Count the lines below that contain the word "AuthBroadcast", and state only that number.

» Data extract
Segment Open

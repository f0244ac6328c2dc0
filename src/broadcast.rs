//! Explicit auth-state channel for windows that mirror the login state.
//!
//! Every live subscriber receives every published snapshot in publish order.
//! A new subscriber is first sent the latest snapshot. Subscribers whose
//! receiver was dropped are pruned on the next publish.

use crate::models::AuthState;
use std::sync::mpsc::{self, Receiver, Sender};

#[derive(Clone, Debug, PartialEq)]
pub struct AuthSnapshot {
    pub state: AuthState,
    pub database_id: Option<String>,
}

pub struct AuthBroadcast {
    latest: AuthSnapshot,
    subscribers: Vec<Sender<AuthSnapshot>>,
}

impl AuthBroadcast {
    pub fn new(initial: AuthSnapshot) -> Self {
        Self {
            latest: initial,
            subscribers: Vec::new(),
        }
    }

    pub fn subscribe(&mut self) -> Receiver<AuthSnapshot> {
        let (sender, receiver) = mpsc::channel();
        if sender.send(self.latest.clone()).is_ok() {
            self.subscribers.push(sender);
        }
        receiver
    }

    pub fn publish(&mut self, snapshot: AuthSnapshot) {
        if snapshot == self.latest {
            return;
        }
        self.latest = snapshot;
        let latest = &self.latest;
        self.subscribers
            .retain(|subscriber| subscriber.send(latest.clone()).is_ok());
    }

    pub fn latest(&self) -> &AuthSnapshot {
        &self.latest
    }

    pub fn subscriber_count(&self) -> usize {
        self.subscribers.len()
    }
}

Segment Closed

» Exercise solution
2